L’ombre, trônait dans entre deux maigres filets d’herbes. Une silhouette étendue, le visage ruissellement d’un liquide pourpre, trônait comme au milieu un mort au milieu d’un champ de bataille… La lune se dévoilait à moitié derrière la grande tour de béton. Timide…Volatile…Jeune première sur la scène nocturne. La « Sucrière » ancien bâtiment industriel reconverti depuis en musée d’art contemporain, cachait une partie du cercle lunaire. Warhol, Steiner ou Higazaki s’exposaient dans les murs pâles de ce décor post-industriel. La journée, le quartier voyait défiler des étudiants, des retraités ou de simples touristes à la recherche du musée. Il fallait faire un kilomètre à pied depuis la dernière station de tramway, se perdre sous un pont coincé entre deux chantiers et un terrain vague…passer un portail pour finalement atterrir sur des docks. Le long de ceux-ci des péniches étaient amarrées comme déposées par le courant du Rhône. La « Sucrière » s’imposait aux novices comme un immense blocos sorti de l’ère soviétique. Sa stature prenait aux trips, le visiteur se sentait comme écrasé par l’édifice.

Ce soir, le quartier s’était habillé de ses apparats : prostitués, dealers, macs... La présence timide de la journée avait laissé place à une effervescence dans une ambiance de déchéance. Les phares des voitures venaient découvrir les corps en jupes, en blousons de cuir… Les billets qui s’échangeaient contre quelques grammes de drogues. Une voiture noire s’était arrêtée quelques minutes auparavant. Juste là, à l’entrée des docks… Les camés et les dealers avaient observés les deux grandes silhouettes noires sortant de la BMW. Les lueurs dans les yeux des spectateurs, avaient indiqué qu’ils connaissaient ce genre de personnages…Se tenir loin de ces oiseaux de nuit. Ne pas chercher de crasses à ces messagers des ténèbres. Qui étaient ils ? Des contours floues dans la nuit qui s’avançaient vers l’arrière de la voiture. Le haillon du coffre s’ouvrit pour laisser apparaître un bras… Un membre de pantin désarticulé. Les deux hommes aux costards noirs attrapèrent l’homme dans le coffre pour le soulever… Le regard de l’homme était hagard à la recherche de n’importe quel point de repères. Et un souffle…une expiration présente comme un râle…sortie du plus profond de la cage thoracique. L’un des hommes passa le corps autour de son coup, l’homme décharné poussa un long cri de souffrance… Le molosse fit quelques pas pour aller se placer au centre du champ abandonné. Là, le corps sur ses épaules se souleva à la lumière des étoiles pour aller finir sa course contre le sol. Un craquement se fit entendre comme la branche sous un pied…Un bruit accompagné d’une suffocation.

Les portes de la voiture claquèrent comme une détonation.

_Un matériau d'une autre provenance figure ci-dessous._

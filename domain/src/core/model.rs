//! Model value object representing an AI backend model

use serde::{Deserialize, Deserializer, Serialize, Serializer};

/// Available AI models (Value Object)
///
/// This is a domain concept representing the different backend models
/// that can perform a question conversion. Two provider families exist:
/// DeepSeek (OpenAI-style chat completions) and Qwen (DashScope).
#[derive(Debug, Clone, PartialEq, Eq, Hash)]
pub enum Model {
    // DeepSeek models
    DeepseekChat,
    DeepseekCoder,
    // Qwen models
    QwenTurbo,
    QwenPlus,
    QwenMax,
    // Custom
    Custom(String),
}

impl Model {
    /// Get the string identifier for this model
    pub fn as_str(&self) -> &str {
        match self {
            Model::DeepseekChat => "deepseek-chat",
            Model::DeepseekCoder => "deepseek-coder",
            Model::QwenTurbo => "qwen-turbo",
            Model::QwenPlus => "qwen-plus",
            Model::QwenMax => "qwen-max",
            Model::Custom(s) => s,
        }
    }

    /// All built-in models, in display order
    pub fn all() -> Vec<Model> {
        vec![
            Model::DeepseekChat,
            Model::DeepseekCoder,
            Model::QwenTurbo,
            Model::QwenPlus,
            Model::QwenMax,
        ]
    }

    /// Check if this is a DeepSeek model
    pub fn is_deepseek(&self) -> bool {
        matches!(self, Model::DeepseekChat | Model::DeepseekCoder)
    }

    /// Check if this is a Qwen model
    pub fn is_qwen(&self) -> bool {
        matches!(self, Model::QwenTurbo | Model::QwenPlus | Model::QwenMax)
    }

    /// Token budget for the combined prompt and response.
    ///
    /// Requests whose estimated prompt size exceeds this ceiling are
    /// rejected before any network call is issued.
    pub fn token_budget(&self) -> usize {
        match self {
            Model::DeepseekChat | Model::DeepseekCoder => 4000,
            Model::QwenTurbo => 2000,
            Model::QwenPlus => 4000,
            Model::QwenMax => 6000,
            Model::Custom(_) => 4000,
        }
    }

    /// Short human-readable description, shown by the `models` command
    pub fn description(&self) -> &'static str {
        match self {
            Model::DeepseekChat => "General-purpose conversion, good default",
            Model::DeepseekCoder => "Tuned for code-heavy question text",
            Model::QwenTurbo => "Fastest response, short and simple questions",
            Model::QwenPlus => "Balanced speed and quality",
            Model::QwenMax => "Highest quality, long or complex questions",
            Model::Custom(_) => "User-specified model",
        }
    }
}

impl Default for Model {
    /// Returns the default model (deepseek-chat)
    fn default() -> Self {
        Model::DeepseekChat
    }
}

impl std::fmt::Display for Model {
    fn fmt(&self, f: &mut std::fmt::Formatter<'_>) -> std::fmt::Result {
        write!(f, "{}", self.as_str())
    }
}

impl std::str::FromStr for Model {
    type Err = std::convert::Infallible;

    fn from_str(s: &str) -> std::result::Result<Self, Self::Err> {
        Ok(match s {
            "deepseek-chat" => Model::DeepseekChat,
            "deepseek-coder" => Model::DeepseekCoder,
            "qwen-turbo" => Model::QwenTurbo,
            "qwen-plus" => Model::QwenPlus,
            "qwen-max" => Model::QwenMax,
            other => Model::Custom(other.to_string()),
        })
    }
}

impl Serialize for Model {
    fn serialize<S>(&self, serializer: S) -> Result<S::Ok, S::Error>
    where
        S: Serializer,
    {
        serializer.serialize_str(self.as_str())
    }
}

impl<'de> Deserialize<'de> for Model {
    fn deserialize<D>(deserializer: D) -> Result<Self, D::Error>
    where
        D: Deserializer<'de>,
    {
        let s = String::deserialize(deserializer)?;
        Ok(s.parse().unwrap())
    }
}

#[cfg(test)]
mod tests {
    use super::*;

    #[test]
    fn test_model_roundtrip() {
        for model in Model::all() {
            let s = model.to_string();
            let parsed: Model = s.parse().unwrap();
            assert_eq!(model, parsed);
        }
    }

    #[test]
    fn test_custom_model() {
        let model: Model = "qwen-long".parse().unwrap();
        assert_eq!(model, Model::Custom("qwen-long".to_string()));
        assert_eq!(model.to_string(), "qwen-long");
    }

    #[test]
    fn test_model_family_detection() {
        assert!(Model::DeepseekChat.is_deepseek());
        assert!(Model::QwenTurbo.is_qwen());
        assert!(!Model::QwenTurbo.is_deepseek());
        assert!(!Model::Custom("x".into()).is_qwen());
    }

    #[test]
    fn test_token_budgets() {
        assert_eq!(Model::QwenTurbo.token_budget(), 2000);
        assert_eq!(Model::QwenMax.token_budget(), 6000);
        assert_eq!(Model::DeepseekChat.token_budget(), 4000);
    }

    #[test]
    fn test_model_default() {
        assert_eq!(Model::default(), Model::DeepseekChat);
    }
}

Elle effectua un demi tour à la hauteur du portail de « La Sucrière ». Parvenue à hauteur du corps qui reposait au centre du terrain vague, la vitre descendit dans l’habitacle. Le reflet de la lune refléta le sourire d’un visage. La fenêtre remonta… Tout était fini. Tout cela n’avait pris que quelques minutes.
A quelques mètres, Nicolas DAVID, entendait son cœur rompre le décompte. Ses paupières clignèrent une dernière fois. Juste un battement aussi frêle que celui d’un papillon. Il ne vit que les herbes se soulevaient sous la bise, et au loin le bruit de l’eau…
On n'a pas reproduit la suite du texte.